Enviral: Fuzzing the Environment for Evasive Malware Analysis

Analyzing malicious behavior is vital to effectively safeguard computer systems against malware. However, contemporary malware frequently contains evasive behavior, which allows it to hide its malicious intent from analysis. More specifically, if the malware detects it is being executed in an analysis environment, it resorts to evasive routines that exhibit benign behavior. Manually deactivating evasive checks requires significant effort, and is therefore not a scalable technique with regards to the increasing amount of evasive malware. Unfortunately, the existing systems that automatically analyze evasive malware are impractical, computationally inefficient, or incomplete by design. In this paper, we introduce Enviral, an automatic evasive malware analysis framework that proposes a novel method to analyze evasive malware, combining the best elements of existing approaches.
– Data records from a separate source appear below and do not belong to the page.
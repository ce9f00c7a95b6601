//! Observability infrastructure for the telemetry agent
//!
//! Provides:
//! - Prometheus metrics (collection latency, send outcomes, governor activity)
//! - Structured JSON logging with tracing

use prometheus::{
    register_histogram, register_int_counter, register_int_gauge, Histogram, IntCounter, IntGauge,
};
use std::sync::OnceLock;
use tracing::{info, warn};

/// Default histogram buckets for latency measurements (in seconds)
const LATENCY_BUCKETS: &[f64] = &[
    0.001, 0.0025, 0.005, 0.01, 0.025, 0.05, 0.1, 0.25, 0.5, 1.0, 2.5, 5.0,
];

/// Global metrics instance (registered once)
static GLOBAL_METRICS: OnceLock<AgentMetricsInner> = OnceLock::new();

/// Inner metrics structure that holds the actual Prometheus metrics
struct AgentMetricsInner {
    collection_latency_seconds: Histogram,
    apps_registered: IntGauge,
    collection_errors: IntCounter,
    records_sent: IntCounter,
    send_failures: IntCounter,
    governor_decisions: IntCounter,
    evictions: IntCounter,
    eviction_failures: IntCounter,
}

impl AgentMetricsInner {
    fn new() -> Self {
        Self {
            collection_latency_seconds: register_histogram!(
                "container_agent_collection_latency_seconds",
                "Time spent taking one snapshot of a container's counters",
                LATENCY_BUCKETS.to_vec()
            )
            .expect("Failed to register collection_latency_seconds"),

            apps_registered: register_int_gauge!(
                "container_agent_apps_registered",
                "Number of containers currently being monitored"
            )
            .expect("Failed to register apps_registered"),

            collection_errors: register_int_counter!(
                "container_agent_collection_errors_total",
                "Total number of skipped collection ticks"
            )
            .expect("Failed to register collection_errors"),

            records_sent: register_int_counter!(
                "container_agent_records_sent_total",
                "Total number of metric records accepted by the transfer"
            )
            .expect("Failed to register records_sent"),

            send_failures: register_int_counter!(
                "container_agent_send_failures_total",
                "Total number of metric batches dropped after a failed send"
            )
            .expect("Failed to register send_failures"),

            governor_decisions: register_int_counter!(
                "container_agent_governor_decisions_total",
                "Total number of completed memory governor rounds"
            )
            .expect("Failed to register governor_decisions"),

            evictions: register_int_counter!(
                "container_agent_evictions_total",
                "Total number of containers stopped for exceeding the memory ceiling"
            )
            .expect("Failed to register evictions"),

            eviction_failures: register_int_counter!(
                "container_agent_eviction_failures_total",
                "Total number of container stops that failed"
            )
            .expect("Failed to register eviction_failures"),
        }
    }
}

/// Agent metrics for Prometheus exposition
///
/// This is a lightweight handle to the global metrics instance.
/// Multiple clones share the same underlying metrics.
#[derive(Clone)]
pub struct AgentMetrics {
    _private: (),
}

impl Default for AgentMetrics {
    fn default() -> Self {
        Self::new()
    }
}

impl AgentMetrics {
    /// Create a new metrics handle (initializes global metrics if needed)
    pub fn new() -> Self {
        GLOBAL_METRICS.get_or_init(AgentMetricsInner::new);
        Self { _private: () }
    }

    fn inner(&self) -> &AgentMetricsInner {
        GLOBAL_METRICS.get().expect("Metrics not initialized")
    }

    pub fn observe_collection_latency(&self, duration_secs: f64) {
        self.inner().collection_latency_seconds.observe(duration_secs);
    }

    pub fn set_apps_registered(&self, count: i64) {
        self.inner().apps_registered.set(count);
    }

    pub fn inc_collection_errors(&self) {
        self.inner().collection_errors.inc();
    }

    pub fn add_records_sent(&self, count: u64) {
        self.inner().records_sent.inc_by(count);
    }

    pub fn inc_send_failures(&self) {
        self.inner().send_failures.inc();
    }

    pub fn inc_governor_decisions(&self) {
        self.inner().governor_decisions.inc();
    }

    pub fn inc_evictions(&self) {
        self.inner().evictions.inc();
    }

    pub fn inc_eviction_failures(&self) {
        self.inner().eviction_failures.inc();
    }
}

/// Structured logger for agent events
///
/// Provides consistent JSON-formatted logging for app lifecycle and
/// governor decisions.
#[derive(Clone)]
pub struct StructuredLogger {
    node_name: String,
}

impl StructuredLogger {
    pub fn new(node_name: impl Into<String>) -> Self {
        Self {
            node_name: node_name.into(),
        }
    }

    /// Log an app admitted into the registry
    pub fn log_app_admitted(&self, container_id: &str, endpoint: &str) {
        info!(
            event = "app_admitted",
            node = %self.node_name,
            container_id = %container_id,
            endpoint = %endpoint,
            "Metrics report start"
        );
    }

    /// Log an app rejected because its initial probe failed
    pub fn log_app_rejected(&self, container_id: &str, reason: &str) {
        info!(
            event = "app_rejected",
            node = %self.node_name,
            container_id = %container_id,
            reason = %reason,
            "Initial metric probe failed, container not monitored"
        );
    }

    /// Log an app removed from the registry
    pub fn log_app_removed(&self, container_id: &str) {
        info!(
            event = "app_removed",
            node = %self.node_name,
            container_id = %container_id,
            "Metrics report stop requested"
        );
    }

    /// Log a container stopped by the memory governor
    pub fn log_eviction(
        &self,
        container_id: &str,
        memory_usage: u64,
        overage_ratio: f64,
        success: bool,
    ) {
        if success {
            info!(
                event = "soft_oom_kill",
                node = %self.node_name,
                container_id = %container_id,
                memory_usage = memory_usage,
                overage_ratio = overage_ratio,
                "Stopped container over memory ceiling"
            );
        } else {
            warn!(
                event = "soft_oom_kill_failed",
                node = %self.node_name,
                container_id = %container_id,
                memory_usage = memory_usage,
                overage_ratio = overage_ratio,
                "Failed to stop container over memory ceiling"
            );
        }
    }

    /// Log a round where the ceiling could not be met
    pub fn log_pressure_unrelieved(&self, remaining_usage: u64, ceiling: u64) {
        warn!(
            event = "memory_pressure_unrelieved",
            node = %self.node_name,
            remaining_usage = remaining_usage,
            ceiling = ceiling,
            "No container with a declared memory limit left to stop"
        );
    }

    /// Log agent startup
    pub fn log_startup(&self, version: &str, memory_ceiling: u64) {
        info!(
            event = "agent_started",
            node = %self.node_name,
            agent_version = %version,
            memory_ceiling = memory_ceiling,
            "Container agent started"
        );
    }

    /// Log agent shutdown
    pub fn log_shutdown(&self, reason: &str) {
        info!(
            event = "agent_shutdown",
            node = %self.node_name,
            reason = %reason,
            "Container agent shutting down"
        );
    }
}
We achieve this by applying fuzzing techniques to repeatedly adapt the view of the execution environment, thereby iteratively defeating the evasive checks in the target application. We realize these adaptations by applying mutations to the outcomes of environment queries, which in turn leads to the exploration of multiple execution paths. Our experimental results demonstrate that Enviral can detect and overcome evasive behavior and thereby exposes previously hidden activity in malware. We evaluate our system against a similar framework, and conclude that Enviral can expose 39% more interesting hidden system call activity on average, and achieves productive explorations where previously unseen behavior is discovered in 67% more malware samples.